● **Problem description**
The answer must consist of every line below containing "returned".
Top of Material to process
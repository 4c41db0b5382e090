//! The generic allocator: request routing between the bucket tier and the
//! backing pass-through.

use core::mem;
use core::ptr::{self, NonNull};

use crate::backing::{BackingAllocator, Region};
use crate::large::LargeSet;
use crate::small::{SmallAllocator, SmallStats};
use crate::trace::heap_trace;

/// Requests above this many bytes skip the bucket tier and go straight to
/// the backing allocator.
///
/// The value is 32,000 (not 32 Ki) and is kept as-is for behavioral
/// compatibility with deployments tuned against it.
pub const LARGE_THRESHOLD: usize = 32_000;

/// A two-tier allocator over a slow backing allocator.
///
/// Small requests are served from bitmap buckets via [`SmallAllocator`];
/// requests above [`LARGE_THRESHOLD`] bytes are forwarded to the backing
/// allocator and remembered in a pointer set so deallocation can route them
/// back. When no allocation served by this allocator is live anymore, no
/// backing memory is held either.
///
/// The allocator is strictly single-threaded (`&mut self` everywhere); wrap
/// it in [`Allocator`](crate::Allocator) to drive it through
/// [`core::alloc::GlobalAlloc`].
pub struct GenericAllocator<B: BackingAllocator, const A: usize = 64> {
    small: SmallAllocator<B, A>,
    large: LargeSet,
}

// SAFETY: see `SmallAllocator`; the large set's table is owned the same
// way.
unsafe impl<B: BackingAllocator + Send, const A: usize> Send for GenericAllocator<B, A> {}

impl<B: BackingAllocator, const A: usize> GenericAllocator<B, A> {
    /// Create an idle allocator on top of `backing`. Requests no memory
    /// until first used.
    #[must_use]
    pub const fn new(backing: B) -> Self {
        Self {
            small: SmallAllocator::new(backing),
            large: LargeSet::new(),
        }
    }

    /// Allocate `size` bytes.
    ///
    /// The returned region is `A`-aligned at both ends on the small path;
    /// on the large path it carries whatever alignment the backing
    /// allocator provides. Returns `None` if the backing allocator refuses
    /// to provide memory.
    pub fn alloc(&mut self, size: usize) -> Option<Region> {
        if size > LARGE_THRESHOLD {
            self.alloc_large(size)
        } else {
            self.small.allocate(size)
        }
    }

    fn alloc_large(&mut self, size: usize) -> Option<Region> {
        let region = self.small.backing().allocate(size)?;
        heap_trace!("large allocation: {} bytes at {:p}", size, region.begin);
        if !self.large.insert(region.begin as usize, &mut self.small) {
            // The bookkeeping table could not grow; give the region back
            // rather than losing track of it.
            unsafe { self.small.backing().release(region) };
            return None;
        }
        Some(region)
    }

    /// Deallocate a region previously returned by [`alloc`].
    ///
    /// `region.begin` decides the route: addresses recorded by the large
    /// path go back to the backing allocator (with the caller's `end`
    /// forwarded), everything else is treated as a small allocation whose
    /// true extent is read from its header; there the `end` is advisory.
    ///
    /// # Safety
    /// `region.begin` must come from a call to [`alloc`] on this very
    /// allocator value, it must not have been deallocated before, and the
    /// allocator must not have been moved since that `alloc` call.
    ///
    /// [`alloc`]: Self::alloc
    pub unsafe fn dealloc(&mut self, region: Region) {
        if self.large.remove(region.begin as usize, &mut self.small) {
            heap_trace!("large deallocation at {:p}", region.begin);
            self.small.backing().release(region);
        } else {
            self.small.dealloc(region);
        }
    }

    /// Allocate storage for `count` values of `T`.
    ///
    /// The storage is uninitialized; the caller constructs the elements.
    /// Returns `None` on backing refusal or if the byte size overflows.
    ///
    /// # Panics
    /// Panics if `T` requires more alignment than `A`.
    pub fn alloc_array<T>(&mut self, count: usize) -> Option<NonNull<T>> {
        assert!(
            mem::align_of::<T>() <= A,
            "element alignment exceeds the slot alignment"
        );
        let bytes = mem::size_of::<T>().checked_mul(count)?;
        let region = self.alloc(bytes)?;
        NonNull::new(region.begin.cast())
    }

    /// Drop `count` values of `T` and release their storage.
    ///
    /// # Safety
    /// `array` must come from [`alloc_array::<T>`](Self::alloc_array) on
    /// this allocator with the same `count`, all `count` elements must be
    /// initialized, and the usual [`dealloc`](Self::dealloc) contract
    /// applies.
    pub unsafe fn dealloc_array<T>(&mut self, array: NonNull<T>, count: usize) {
        for index in 0..count {
            ptr::drop_in_place(array.as_ptr().add(index));
        }
        let begin = array.as_ptr().cast::<u8>();
        let end = begin.add(mem::size_of::<T>() * count);
        self.dealloc(Region::new(begin, end));
    }

    /// Shape counters of the bucket tier.
    pub fn small_stats(&self) -> SmallStats {
        self.small.stats()
    }

    /// Number of live allocations on the large path.
    pub fn large_allocations(&self) -> usize {
        self.large.len()
    }
}

impl<B: BackingAllocator, const A: usize> Drop for GenericAllocator<B, A> {
    fn drop(&mut self) {
        // Give back every region the large path still holds. The set only
        // stores start addresses; the backing contract makes the end
        // advisory on release.
        self.large.for_each(|addr| {
            let begin = addr as *mut u8;
            // SAFETY: recorded addresses are exactly the starts of live
            // backing regions obtained by `alloc_large`.
            unsafe { self.small.backing().release(Region::new(begin, begin)) };
        });
        self.large.release_table(&mut self.small);
        // `self.small` drops afterwards and returns the bucket tier.
    }
}

#[cfg(test)]
mod tests {
    use super::{GenericAllocator, LARGE_THRESHOLD};

    #[test]
    fn threshold_is_the_literal_value() {
        assert_eq!(LARGE_THRESHOLD, 32_000);
    }

    #[test]
    fn alloc_array_respects_element_types() {
        let mut alloc = GenericAllocator::<_, 64>::new(crate::System);

        let array = alloc.alloc_array::<u64>(8).unwrap();
        assert_eq!(array.as_ptr() as usize % 64, 0);
        unsafe {
            for index in 0..8 {
                array.as_ptr().add(index).write(index as u64 * 3);
            }
            for index in 0..8 {
                assert_eq!(array.as_ptr().add(index).read(), index as u64 * 3);
            }
            alloc.dealloc_array(array, 8);
        }
        assert_eq!(alloc.small_stats().occupied_slots(), 0);
    }
}
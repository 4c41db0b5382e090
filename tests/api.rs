use tieralloc::{Allocator, System};

#[test]
fn is_usable_in_const_contexts() {
    const _ALLOCATOR1: Allocator<System> = Allocator::new(System);
    static _ALLOCATOR2: Allocator<System> = Allocator::new(System);
}

#[test]
fn supports_global_alloc() {
    fn assert<T: core::alloc::GlobalAlloc>(_: T) {}
    assert(Allocator::<System>::new(System));
}

#[test]
fn supports_custom_slot_alignments() {
    const _ALLOCATOR1: Allocator<System, 32> = Allocator::new(System);
    const _ALLOCATOR2: Allocator<System, 128> = Allocator::new(System);
}

#[test]
#[should_panic(expected = "power of two")]
fn alignment_must_be_a_power_of_two() {
    let _allocator = Allocator::<System, 48>::new(System); // panic here
}

#[test]
#[should_panic(expected = "allocation header")]
fn alignment_must_hold_an_allocation_header() {
    let _allocator = Allocator::<System, 8>::new(System); // panic here
}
Bottom of Material to process
● **Finished exercise**
    /// The returned region is `A`-aligned at both ends on the small path;
    /// Deallocate a region previously returned by [`alloc`].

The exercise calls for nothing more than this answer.